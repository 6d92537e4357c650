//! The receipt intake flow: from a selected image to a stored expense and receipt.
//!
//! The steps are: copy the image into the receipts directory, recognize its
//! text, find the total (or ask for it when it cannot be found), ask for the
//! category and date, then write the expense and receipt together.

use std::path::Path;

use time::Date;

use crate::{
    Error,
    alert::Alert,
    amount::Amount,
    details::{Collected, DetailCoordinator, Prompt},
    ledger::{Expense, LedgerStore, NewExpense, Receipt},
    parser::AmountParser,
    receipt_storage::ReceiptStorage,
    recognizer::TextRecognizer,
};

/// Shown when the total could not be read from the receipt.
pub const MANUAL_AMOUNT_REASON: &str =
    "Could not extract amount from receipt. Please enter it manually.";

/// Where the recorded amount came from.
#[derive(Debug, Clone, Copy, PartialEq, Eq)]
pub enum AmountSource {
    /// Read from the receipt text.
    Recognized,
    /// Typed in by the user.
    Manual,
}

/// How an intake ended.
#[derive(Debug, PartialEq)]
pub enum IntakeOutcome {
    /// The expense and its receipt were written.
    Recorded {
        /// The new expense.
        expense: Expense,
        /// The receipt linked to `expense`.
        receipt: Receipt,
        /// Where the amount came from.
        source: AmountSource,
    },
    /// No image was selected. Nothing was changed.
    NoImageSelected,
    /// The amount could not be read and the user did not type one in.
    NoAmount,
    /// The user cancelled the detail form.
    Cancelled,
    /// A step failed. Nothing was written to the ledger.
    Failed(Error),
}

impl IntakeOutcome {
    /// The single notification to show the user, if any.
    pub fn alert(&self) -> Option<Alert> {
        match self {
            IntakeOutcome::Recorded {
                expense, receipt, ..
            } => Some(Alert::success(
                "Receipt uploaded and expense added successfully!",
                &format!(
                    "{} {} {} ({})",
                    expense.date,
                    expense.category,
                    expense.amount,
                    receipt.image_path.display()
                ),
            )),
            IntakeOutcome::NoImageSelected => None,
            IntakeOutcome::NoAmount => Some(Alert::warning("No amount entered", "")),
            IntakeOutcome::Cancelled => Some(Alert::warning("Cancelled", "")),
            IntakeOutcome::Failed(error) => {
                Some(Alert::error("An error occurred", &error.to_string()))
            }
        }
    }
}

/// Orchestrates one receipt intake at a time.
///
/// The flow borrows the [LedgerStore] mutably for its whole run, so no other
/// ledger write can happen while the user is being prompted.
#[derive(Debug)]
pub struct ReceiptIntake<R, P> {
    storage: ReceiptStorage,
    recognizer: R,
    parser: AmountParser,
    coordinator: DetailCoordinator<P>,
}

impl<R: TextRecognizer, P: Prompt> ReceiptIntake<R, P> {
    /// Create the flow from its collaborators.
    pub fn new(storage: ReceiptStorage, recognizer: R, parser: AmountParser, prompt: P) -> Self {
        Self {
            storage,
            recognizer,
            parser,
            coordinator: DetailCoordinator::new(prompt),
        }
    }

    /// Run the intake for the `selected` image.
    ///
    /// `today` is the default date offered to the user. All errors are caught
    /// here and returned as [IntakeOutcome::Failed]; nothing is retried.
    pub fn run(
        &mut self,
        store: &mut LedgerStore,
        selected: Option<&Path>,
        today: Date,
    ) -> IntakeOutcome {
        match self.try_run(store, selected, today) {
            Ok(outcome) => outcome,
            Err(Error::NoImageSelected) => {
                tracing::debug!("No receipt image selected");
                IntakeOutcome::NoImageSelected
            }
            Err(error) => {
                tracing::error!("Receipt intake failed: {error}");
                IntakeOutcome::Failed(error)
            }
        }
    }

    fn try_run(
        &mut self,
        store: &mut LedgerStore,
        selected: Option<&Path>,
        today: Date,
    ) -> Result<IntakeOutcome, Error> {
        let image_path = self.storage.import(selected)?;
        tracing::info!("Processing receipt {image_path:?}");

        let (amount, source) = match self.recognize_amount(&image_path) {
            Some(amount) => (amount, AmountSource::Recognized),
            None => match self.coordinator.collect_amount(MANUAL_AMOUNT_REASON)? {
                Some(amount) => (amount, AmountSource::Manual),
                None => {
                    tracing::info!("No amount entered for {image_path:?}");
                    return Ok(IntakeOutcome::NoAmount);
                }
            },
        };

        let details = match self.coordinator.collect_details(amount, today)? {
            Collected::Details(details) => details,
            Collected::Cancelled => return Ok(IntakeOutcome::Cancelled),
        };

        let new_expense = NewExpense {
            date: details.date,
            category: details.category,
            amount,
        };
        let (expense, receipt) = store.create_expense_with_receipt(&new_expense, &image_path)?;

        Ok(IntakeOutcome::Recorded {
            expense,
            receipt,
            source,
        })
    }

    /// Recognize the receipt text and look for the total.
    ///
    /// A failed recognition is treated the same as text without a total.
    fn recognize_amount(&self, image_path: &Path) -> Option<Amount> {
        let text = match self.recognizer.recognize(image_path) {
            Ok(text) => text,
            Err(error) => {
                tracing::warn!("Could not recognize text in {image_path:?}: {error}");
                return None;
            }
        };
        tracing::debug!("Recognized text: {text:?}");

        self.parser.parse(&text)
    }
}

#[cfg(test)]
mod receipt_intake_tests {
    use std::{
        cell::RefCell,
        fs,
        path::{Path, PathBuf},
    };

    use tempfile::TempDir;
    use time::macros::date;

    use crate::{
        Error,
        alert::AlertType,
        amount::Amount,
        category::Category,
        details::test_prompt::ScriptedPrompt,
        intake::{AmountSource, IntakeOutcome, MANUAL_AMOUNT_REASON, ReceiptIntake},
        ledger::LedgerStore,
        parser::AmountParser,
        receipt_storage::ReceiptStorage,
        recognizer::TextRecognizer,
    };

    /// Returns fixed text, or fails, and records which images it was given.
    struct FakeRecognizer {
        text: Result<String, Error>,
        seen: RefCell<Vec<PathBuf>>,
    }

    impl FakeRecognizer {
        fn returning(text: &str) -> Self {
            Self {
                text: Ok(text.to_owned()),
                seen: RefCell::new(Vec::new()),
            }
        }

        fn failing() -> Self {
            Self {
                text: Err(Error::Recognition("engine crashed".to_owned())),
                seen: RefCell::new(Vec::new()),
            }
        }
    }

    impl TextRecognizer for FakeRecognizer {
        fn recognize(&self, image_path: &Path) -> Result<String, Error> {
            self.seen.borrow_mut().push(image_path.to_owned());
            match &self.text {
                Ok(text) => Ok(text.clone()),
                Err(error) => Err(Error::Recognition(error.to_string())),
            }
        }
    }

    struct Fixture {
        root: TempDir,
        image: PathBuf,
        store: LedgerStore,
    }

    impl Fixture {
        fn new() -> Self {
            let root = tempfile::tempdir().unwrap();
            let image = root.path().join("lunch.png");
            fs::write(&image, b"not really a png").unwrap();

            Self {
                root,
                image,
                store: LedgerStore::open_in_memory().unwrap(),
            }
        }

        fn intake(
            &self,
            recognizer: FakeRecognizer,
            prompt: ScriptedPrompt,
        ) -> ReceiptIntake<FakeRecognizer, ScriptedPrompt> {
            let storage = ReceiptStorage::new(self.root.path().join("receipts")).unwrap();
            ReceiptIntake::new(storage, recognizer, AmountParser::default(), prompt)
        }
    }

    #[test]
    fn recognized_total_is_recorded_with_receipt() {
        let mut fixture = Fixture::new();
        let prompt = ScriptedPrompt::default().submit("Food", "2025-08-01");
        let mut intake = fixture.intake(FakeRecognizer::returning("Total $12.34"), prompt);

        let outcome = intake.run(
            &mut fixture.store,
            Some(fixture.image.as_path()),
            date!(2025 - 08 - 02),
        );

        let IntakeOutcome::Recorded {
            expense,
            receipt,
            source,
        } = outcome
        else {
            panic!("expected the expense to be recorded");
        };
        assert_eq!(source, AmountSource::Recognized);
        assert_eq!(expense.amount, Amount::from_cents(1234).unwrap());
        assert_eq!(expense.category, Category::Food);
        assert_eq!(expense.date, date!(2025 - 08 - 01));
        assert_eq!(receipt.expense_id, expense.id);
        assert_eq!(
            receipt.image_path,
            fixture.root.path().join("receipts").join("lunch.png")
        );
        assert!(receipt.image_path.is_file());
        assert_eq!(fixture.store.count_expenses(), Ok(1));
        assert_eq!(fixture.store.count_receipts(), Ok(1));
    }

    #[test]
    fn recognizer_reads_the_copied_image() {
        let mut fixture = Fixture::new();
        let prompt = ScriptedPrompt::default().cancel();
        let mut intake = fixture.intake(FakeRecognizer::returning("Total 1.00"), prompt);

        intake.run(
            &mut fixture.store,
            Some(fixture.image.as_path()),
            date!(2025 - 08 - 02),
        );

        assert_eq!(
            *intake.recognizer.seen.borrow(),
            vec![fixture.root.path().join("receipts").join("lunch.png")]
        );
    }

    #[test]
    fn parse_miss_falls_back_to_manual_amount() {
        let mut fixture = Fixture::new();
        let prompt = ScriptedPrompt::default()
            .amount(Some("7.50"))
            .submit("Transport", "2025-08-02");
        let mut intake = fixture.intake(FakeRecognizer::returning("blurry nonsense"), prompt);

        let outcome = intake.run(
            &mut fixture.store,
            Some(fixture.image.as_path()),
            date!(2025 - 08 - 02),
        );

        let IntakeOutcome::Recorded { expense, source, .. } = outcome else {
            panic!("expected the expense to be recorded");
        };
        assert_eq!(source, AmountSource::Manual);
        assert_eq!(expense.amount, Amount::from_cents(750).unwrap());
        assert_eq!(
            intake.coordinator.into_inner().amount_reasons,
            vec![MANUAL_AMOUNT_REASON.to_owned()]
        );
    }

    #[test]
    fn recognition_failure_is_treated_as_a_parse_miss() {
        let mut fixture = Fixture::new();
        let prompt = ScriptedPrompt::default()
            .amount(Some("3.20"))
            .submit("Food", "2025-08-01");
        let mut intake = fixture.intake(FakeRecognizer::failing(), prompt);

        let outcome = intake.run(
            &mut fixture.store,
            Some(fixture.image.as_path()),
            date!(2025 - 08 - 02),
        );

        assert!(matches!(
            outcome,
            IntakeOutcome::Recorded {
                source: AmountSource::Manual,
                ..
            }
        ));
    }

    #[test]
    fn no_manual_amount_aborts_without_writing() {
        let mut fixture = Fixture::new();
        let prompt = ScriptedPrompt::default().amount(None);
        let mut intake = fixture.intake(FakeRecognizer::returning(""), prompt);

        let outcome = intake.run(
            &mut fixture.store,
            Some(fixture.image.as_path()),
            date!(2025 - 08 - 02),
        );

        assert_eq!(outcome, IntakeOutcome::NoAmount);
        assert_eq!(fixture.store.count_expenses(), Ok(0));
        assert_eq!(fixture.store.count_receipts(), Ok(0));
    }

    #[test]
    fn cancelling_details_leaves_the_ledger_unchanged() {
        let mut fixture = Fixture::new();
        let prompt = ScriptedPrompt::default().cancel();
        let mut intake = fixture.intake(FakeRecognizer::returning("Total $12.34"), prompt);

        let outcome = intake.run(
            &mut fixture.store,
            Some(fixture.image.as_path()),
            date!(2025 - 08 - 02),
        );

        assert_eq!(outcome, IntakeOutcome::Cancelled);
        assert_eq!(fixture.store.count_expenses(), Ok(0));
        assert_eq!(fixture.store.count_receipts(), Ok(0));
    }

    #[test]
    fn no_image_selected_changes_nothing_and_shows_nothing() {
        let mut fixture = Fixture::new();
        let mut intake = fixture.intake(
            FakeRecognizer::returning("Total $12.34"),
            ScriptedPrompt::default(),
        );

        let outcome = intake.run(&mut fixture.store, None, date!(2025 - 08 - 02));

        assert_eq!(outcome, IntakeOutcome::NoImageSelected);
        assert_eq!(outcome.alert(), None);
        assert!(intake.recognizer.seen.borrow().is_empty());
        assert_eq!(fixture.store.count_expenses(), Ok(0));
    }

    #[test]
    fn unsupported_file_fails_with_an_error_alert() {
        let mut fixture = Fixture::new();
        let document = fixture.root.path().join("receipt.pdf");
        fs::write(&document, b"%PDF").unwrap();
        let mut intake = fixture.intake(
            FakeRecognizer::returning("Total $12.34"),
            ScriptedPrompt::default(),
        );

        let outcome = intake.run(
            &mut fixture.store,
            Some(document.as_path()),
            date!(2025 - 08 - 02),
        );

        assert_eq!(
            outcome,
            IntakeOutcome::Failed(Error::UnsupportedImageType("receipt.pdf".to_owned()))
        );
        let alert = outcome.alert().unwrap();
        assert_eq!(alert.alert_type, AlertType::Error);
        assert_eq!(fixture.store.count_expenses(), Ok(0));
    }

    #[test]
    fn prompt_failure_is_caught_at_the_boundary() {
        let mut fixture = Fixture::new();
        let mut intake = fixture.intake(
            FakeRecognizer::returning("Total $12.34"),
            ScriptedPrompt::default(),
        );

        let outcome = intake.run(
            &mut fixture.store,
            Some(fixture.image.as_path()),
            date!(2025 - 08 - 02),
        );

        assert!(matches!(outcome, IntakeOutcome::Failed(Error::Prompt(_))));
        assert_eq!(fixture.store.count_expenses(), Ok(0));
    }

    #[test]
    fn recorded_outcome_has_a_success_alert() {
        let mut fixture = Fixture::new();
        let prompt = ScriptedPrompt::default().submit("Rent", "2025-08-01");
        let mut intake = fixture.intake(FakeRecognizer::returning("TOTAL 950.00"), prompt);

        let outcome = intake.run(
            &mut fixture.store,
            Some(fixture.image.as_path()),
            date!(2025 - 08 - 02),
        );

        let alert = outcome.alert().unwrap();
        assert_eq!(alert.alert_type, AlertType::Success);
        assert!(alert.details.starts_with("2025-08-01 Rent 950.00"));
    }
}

| WORK REQUIRED |
Return all lines of the material above in which "RefCell" occurs.

| ANSWER SECTION |
        cell::RefCell,
        seen: RefCell<Vec<PathBuf>>,
                seen: RefCell::new(Vec::new()),
                seen: RefCell::new(Vec::new()),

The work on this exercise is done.